**Work instruction:** Within the entries below, find every line that has the string "load", then copy it.

**Listed entries:**
§

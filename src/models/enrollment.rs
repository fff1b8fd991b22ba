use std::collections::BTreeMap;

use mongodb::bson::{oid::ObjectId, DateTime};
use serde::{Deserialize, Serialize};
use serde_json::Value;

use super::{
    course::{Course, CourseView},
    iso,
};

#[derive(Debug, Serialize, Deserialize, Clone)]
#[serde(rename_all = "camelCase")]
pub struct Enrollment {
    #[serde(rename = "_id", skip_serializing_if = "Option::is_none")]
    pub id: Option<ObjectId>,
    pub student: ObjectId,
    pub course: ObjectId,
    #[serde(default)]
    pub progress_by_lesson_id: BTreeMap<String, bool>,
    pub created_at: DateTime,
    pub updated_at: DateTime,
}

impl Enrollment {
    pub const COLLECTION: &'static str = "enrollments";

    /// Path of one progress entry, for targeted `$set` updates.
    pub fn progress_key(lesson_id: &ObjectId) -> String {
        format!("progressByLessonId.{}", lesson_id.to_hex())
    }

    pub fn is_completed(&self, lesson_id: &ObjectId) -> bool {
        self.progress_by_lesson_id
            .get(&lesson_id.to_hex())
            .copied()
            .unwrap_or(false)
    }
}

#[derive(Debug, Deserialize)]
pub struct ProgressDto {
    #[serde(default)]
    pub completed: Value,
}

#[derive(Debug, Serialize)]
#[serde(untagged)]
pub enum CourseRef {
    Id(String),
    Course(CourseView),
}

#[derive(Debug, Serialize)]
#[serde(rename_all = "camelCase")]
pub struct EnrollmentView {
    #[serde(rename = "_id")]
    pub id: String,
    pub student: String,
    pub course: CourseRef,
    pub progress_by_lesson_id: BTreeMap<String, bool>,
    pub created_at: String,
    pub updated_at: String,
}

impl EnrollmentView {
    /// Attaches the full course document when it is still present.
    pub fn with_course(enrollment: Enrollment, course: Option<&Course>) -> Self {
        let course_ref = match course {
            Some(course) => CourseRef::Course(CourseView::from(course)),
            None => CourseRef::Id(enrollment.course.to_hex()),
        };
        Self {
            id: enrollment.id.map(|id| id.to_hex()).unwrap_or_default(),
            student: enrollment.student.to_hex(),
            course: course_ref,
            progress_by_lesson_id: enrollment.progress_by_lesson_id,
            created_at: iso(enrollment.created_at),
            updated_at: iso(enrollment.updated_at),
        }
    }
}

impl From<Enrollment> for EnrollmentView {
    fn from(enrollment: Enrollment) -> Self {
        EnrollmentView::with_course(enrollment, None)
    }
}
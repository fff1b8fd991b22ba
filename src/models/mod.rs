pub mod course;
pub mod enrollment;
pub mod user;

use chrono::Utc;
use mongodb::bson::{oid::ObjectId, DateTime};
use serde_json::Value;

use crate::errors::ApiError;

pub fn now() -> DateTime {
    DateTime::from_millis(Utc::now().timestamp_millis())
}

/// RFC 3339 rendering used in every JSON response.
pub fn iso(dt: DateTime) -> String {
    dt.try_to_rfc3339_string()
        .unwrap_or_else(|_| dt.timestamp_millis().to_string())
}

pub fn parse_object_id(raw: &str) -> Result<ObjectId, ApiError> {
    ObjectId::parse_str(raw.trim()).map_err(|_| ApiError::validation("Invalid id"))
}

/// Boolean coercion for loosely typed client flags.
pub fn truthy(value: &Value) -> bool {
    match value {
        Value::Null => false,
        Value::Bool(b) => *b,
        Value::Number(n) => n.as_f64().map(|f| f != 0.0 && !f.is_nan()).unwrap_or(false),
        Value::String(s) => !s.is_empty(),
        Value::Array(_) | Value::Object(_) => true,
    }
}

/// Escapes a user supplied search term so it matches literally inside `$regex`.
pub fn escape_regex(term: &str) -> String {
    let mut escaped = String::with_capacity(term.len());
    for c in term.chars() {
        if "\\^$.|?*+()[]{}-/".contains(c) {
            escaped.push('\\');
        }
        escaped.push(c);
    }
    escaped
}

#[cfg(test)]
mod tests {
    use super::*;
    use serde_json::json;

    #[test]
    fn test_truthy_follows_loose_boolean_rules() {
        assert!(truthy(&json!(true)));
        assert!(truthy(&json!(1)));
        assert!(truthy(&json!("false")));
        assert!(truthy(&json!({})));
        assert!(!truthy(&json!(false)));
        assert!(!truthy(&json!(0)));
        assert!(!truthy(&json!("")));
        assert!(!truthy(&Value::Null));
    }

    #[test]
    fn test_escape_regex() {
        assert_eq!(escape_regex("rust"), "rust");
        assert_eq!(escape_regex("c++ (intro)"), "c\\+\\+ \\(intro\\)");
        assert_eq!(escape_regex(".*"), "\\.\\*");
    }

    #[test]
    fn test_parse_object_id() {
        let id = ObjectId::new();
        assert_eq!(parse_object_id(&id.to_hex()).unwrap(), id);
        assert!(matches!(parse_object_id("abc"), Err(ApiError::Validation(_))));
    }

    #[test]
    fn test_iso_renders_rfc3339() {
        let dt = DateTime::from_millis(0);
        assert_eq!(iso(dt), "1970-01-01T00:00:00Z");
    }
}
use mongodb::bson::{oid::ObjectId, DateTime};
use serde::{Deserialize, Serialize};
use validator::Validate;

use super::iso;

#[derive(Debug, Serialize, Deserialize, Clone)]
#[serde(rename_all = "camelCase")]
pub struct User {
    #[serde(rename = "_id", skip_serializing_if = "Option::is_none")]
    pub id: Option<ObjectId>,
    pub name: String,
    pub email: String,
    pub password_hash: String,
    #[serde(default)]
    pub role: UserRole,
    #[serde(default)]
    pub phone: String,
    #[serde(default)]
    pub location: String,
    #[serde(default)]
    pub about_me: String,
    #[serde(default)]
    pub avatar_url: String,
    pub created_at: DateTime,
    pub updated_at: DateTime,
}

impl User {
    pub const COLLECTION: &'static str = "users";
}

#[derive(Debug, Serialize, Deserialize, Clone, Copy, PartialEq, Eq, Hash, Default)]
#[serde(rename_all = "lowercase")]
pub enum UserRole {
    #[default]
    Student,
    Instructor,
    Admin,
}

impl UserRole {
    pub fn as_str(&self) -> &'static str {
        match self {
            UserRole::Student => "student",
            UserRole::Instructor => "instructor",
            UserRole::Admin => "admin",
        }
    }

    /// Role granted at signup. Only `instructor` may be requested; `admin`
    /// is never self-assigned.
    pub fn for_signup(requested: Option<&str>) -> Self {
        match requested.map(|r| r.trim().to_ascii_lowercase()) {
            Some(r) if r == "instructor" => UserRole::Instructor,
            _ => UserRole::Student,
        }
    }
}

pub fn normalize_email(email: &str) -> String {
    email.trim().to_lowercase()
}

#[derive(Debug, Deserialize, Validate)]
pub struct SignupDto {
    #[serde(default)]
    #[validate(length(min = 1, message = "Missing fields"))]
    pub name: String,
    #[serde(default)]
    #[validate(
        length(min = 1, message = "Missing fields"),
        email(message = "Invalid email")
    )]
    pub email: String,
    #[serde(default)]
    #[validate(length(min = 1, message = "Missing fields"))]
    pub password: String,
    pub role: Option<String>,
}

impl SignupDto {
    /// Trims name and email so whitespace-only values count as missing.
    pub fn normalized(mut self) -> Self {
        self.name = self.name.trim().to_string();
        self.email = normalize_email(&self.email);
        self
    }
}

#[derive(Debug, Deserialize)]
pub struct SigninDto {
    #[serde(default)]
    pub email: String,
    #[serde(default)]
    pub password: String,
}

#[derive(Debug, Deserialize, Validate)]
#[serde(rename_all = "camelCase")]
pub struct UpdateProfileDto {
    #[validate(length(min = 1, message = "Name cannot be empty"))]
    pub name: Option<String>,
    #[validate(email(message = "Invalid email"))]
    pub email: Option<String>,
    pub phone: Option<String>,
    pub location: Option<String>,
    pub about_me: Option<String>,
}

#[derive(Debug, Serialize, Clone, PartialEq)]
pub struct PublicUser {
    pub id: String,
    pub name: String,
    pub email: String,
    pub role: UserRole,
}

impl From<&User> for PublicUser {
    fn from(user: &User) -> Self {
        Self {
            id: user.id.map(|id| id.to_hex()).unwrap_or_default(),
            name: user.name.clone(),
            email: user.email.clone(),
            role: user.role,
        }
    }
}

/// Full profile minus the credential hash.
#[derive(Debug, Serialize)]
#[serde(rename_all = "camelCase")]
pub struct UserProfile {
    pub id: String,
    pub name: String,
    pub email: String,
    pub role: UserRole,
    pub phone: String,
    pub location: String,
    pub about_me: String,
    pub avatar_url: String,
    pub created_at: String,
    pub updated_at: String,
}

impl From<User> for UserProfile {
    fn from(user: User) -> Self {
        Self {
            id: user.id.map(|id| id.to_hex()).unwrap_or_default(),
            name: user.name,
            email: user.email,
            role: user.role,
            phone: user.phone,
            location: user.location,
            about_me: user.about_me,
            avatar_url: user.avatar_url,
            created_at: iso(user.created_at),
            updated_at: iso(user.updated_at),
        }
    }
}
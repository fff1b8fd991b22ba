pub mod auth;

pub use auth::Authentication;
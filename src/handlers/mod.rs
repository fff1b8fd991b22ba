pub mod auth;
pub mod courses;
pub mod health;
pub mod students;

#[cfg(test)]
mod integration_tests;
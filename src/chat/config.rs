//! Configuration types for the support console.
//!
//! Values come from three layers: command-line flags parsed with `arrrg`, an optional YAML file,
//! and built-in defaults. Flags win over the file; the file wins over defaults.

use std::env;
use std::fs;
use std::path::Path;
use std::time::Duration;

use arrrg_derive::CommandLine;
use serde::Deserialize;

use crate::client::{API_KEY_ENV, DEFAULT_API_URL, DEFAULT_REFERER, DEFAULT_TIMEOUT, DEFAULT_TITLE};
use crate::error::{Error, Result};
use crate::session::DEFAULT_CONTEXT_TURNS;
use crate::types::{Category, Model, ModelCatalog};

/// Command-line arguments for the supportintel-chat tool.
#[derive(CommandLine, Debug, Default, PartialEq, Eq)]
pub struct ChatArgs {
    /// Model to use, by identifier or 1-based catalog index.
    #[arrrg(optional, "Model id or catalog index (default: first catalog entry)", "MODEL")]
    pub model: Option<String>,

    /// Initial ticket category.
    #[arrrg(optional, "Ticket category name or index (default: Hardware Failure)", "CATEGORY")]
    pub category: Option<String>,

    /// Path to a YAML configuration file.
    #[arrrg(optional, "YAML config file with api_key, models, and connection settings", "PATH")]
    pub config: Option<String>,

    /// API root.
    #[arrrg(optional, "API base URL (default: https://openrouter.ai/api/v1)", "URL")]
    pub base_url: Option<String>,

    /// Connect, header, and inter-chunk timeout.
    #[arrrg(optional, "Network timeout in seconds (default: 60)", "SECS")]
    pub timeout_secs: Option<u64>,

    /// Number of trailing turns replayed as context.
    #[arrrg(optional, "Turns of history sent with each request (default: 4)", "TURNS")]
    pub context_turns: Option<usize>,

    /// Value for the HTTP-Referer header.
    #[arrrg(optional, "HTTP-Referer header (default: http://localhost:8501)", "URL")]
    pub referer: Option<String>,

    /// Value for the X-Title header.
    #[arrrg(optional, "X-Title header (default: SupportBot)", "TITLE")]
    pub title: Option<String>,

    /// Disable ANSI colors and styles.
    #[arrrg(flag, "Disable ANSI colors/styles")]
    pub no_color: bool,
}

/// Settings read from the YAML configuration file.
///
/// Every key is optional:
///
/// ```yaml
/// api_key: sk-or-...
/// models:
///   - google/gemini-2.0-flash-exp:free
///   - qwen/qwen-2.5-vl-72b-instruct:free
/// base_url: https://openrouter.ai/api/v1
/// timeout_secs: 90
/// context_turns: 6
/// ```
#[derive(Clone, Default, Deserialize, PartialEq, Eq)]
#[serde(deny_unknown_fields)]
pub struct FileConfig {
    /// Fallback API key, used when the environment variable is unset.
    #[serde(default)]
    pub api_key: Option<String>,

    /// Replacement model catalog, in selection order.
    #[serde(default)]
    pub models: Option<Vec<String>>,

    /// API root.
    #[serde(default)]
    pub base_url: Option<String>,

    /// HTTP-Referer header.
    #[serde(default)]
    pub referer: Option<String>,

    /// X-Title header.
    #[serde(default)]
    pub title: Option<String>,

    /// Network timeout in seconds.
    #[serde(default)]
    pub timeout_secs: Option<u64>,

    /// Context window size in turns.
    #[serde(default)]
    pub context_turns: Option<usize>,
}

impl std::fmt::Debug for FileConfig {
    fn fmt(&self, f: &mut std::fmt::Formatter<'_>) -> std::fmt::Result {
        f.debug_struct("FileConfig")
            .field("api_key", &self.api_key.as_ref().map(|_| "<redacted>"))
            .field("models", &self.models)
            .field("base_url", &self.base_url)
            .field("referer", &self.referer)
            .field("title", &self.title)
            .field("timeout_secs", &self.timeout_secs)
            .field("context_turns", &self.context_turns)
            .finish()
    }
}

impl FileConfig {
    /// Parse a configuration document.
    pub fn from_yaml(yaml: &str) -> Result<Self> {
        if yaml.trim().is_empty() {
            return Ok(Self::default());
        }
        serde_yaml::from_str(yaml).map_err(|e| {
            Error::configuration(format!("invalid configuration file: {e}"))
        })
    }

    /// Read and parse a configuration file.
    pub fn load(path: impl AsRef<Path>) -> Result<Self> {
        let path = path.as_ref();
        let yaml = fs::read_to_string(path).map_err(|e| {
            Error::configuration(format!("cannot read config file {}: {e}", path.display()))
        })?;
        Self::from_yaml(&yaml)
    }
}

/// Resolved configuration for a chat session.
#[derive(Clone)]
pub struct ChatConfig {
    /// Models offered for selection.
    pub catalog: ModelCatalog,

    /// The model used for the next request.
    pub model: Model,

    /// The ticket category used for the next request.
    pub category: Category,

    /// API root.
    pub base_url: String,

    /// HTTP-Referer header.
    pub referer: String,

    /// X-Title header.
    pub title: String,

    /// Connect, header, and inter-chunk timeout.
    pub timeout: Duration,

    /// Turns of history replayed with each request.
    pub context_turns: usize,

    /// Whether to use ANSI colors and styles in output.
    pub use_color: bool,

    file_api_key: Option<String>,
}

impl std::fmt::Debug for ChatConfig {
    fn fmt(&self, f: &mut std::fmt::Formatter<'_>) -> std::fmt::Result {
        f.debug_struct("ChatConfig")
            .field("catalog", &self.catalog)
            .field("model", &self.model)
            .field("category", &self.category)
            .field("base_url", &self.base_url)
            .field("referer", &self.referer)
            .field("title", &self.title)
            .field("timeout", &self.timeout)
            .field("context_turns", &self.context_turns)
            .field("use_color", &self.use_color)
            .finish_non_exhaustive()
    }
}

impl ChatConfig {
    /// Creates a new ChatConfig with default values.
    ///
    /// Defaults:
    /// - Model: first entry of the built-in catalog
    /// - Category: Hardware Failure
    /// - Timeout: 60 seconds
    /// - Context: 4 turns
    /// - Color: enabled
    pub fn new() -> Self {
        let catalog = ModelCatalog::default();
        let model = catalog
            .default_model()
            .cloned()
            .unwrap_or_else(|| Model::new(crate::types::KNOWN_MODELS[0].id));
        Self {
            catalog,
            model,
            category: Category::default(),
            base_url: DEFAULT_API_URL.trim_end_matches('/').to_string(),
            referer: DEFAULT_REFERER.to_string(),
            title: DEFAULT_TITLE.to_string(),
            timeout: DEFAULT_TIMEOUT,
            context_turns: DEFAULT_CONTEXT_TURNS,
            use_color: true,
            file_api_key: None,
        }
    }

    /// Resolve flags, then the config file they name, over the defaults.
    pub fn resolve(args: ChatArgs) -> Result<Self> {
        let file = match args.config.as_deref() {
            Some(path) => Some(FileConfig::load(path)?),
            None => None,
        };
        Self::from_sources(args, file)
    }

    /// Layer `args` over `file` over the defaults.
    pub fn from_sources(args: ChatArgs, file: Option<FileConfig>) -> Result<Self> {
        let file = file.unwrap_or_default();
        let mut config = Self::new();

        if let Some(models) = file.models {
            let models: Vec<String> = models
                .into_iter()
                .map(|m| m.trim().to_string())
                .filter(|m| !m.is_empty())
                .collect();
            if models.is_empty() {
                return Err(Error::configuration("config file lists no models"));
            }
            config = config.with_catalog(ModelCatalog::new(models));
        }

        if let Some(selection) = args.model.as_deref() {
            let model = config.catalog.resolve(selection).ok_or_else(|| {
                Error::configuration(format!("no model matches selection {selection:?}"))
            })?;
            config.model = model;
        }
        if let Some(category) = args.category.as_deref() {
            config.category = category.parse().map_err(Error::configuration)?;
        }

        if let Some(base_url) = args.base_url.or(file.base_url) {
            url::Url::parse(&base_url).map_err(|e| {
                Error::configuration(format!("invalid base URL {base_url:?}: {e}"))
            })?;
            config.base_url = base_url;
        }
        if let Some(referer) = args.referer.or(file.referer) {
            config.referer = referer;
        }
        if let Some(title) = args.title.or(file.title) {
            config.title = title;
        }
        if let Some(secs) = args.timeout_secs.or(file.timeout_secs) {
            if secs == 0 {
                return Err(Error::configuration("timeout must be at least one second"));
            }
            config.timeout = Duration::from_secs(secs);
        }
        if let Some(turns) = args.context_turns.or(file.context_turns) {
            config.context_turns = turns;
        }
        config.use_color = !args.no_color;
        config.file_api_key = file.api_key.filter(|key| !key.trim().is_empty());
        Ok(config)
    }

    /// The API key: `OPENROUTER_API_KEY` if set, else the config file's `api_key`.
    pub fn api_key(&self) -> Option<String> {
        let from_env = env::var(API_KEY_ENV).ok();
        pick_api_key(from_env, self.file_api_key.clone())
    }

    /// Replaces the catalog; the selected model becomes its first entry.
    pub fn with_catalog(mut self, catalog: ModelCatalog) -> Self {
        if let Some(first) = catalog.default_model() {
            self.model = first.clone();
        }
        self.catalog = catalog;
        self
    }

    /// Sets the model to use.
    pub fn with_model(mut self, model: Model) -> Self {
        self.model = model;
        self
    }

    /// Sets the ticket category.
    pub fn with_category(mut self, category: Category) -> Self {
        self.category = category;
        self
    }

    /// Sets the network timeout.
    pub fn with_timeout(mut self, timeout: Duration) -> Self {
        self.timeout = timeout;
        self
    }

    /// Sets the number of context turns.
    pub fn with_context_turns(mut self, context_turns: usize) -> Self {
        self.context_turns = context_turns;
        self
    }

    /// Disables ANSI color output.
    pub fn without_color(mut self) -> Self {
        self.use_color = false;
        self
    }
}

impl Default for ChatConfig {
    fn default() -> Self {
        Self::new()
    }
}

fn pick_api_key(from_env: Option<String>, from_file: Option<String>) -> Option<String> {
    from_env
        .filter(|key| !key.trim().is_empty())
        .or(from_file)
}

§

**Solution for this exercise:**
    pub fn load(path: impl AsRef<Path>) -> Result<Self> {
            Some(path) => Some(FileConfig::load(path)?),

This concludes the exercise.